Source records
————
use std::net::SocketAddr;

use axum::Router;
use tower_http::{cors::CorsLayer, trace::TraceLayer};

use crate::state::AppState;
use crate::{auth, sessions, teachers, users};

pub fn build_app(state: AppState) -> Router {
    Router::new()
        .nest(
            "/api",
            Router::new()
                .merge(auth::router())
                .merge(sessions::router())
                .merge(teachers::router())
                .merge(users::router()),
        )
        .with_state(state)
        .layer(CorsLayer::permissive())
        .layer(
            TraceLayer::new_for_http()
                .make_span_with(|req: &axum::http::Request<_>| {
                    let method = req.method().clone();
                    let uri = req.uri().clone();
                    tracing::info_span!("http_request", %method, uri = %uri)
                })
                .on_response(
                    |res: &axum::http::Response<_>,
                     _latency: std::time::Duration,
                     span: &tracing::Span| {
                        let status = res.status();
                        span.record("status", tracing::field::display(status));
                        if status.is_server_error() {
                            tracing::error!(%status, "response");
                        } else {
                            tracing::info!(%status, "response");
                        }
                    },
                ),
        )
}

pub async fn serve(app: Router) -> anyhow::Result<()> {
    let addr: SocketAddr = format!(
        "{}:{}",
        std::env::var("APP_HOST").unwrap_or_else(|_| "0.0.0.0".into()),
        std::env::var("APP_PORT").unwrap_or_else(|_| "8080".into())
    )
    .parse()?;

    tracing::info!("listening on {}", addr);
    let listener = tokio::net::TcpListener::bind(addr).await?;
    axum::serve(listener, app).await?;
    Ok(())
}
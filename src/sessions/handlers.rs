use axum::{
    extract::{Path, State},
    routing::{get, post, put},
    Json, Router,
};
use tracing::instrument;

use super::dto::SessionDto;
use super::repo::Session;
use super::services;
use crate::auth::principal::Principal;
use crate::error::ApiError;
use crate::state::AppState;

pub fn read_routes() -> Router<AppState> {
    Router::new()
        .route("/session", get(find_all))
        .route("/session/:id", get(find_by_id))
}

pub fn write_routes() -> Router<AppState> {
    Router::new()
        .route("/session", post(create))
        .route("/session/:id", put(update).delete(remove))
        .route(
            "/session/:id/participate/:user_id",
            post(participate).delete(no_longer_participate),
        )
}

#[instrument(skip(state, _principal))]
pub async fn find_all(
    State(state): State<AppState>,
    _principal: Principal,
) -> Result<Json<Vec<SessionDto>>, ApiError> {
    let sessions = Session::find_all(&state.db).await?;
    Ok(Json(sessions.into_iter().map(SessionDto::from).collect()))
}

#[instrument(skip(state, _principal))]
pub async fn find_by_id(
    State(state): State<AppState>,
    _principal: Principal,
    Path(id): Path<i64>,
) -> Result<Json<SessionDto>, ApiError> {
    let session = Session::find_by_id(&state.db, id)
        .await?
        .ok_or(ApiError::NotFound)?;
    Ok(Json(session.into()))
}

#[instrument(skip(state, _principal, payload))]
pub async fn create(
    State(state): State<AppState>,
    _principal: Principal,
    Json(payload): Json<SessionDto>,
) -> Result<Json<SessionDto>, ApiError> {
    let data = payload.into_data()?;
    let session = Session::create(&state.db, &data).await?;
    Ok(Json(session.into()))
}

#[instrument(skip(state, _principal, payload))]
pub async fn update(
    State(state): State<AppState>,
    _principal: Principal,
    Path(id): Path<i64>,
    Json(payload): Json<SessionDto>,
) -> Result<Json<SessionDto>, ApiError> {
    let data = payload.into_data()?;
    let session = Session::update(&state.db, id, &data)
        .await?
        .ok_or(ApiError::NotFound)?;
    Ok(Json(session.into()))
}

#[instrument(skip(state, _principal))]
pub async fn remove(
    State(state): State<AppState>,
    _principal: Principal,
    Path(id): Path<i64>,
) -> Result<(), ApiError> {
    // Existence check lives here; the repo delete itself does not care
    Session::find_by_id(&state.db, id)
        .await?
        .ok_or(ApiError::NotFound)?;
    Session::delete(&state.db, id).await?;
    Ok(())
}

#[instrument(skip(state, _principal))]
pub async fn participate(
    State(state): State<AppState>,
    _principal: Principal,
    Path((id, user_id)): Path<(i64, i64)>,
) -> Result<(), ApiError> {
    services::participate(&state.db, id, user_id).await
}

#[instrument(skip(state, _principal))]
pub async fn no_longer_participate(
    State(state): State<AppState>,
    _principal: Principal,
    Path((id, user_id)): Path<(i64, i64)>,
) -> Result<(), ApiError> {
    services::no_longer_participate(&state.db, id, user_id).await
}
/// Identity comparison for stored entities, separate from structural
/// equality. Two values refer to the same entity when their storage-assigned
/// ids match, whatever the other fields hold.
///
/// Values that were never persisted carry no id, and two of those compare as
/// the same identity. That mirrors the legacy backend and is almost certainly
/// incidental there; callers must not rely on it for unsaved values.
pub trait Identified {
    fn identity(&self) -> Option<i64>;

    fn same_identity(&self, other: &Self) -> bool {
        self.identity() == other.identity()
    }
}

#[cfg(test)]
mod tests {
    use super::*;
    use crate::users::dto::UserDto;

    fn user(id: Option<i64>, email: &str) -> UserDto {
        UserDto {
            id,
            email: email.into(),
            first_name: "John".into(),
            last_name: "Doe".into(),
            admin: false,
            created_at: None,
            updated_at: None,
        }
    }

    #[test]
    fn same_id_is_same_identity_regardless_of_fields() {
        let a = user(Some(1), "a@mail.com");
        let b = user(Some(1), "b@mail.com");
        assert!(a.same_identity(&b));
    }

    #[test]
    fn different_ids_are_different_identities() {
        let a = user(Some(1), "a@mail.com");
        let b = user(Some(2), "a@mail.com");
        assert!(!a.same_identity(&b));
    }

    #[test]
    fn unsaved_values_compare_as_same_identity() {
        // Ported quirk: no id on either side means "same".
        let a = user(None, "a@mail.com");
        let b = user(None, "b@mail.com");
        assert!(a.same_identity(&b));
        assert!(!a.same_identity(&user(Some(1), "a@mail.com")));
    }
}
————
» **Task to carry out**: From the records above, copy every line that holds the word "repo".

» **Result of the task**:
use super::repo::Session;
    // Existence check lives here; the repo delete itself does not care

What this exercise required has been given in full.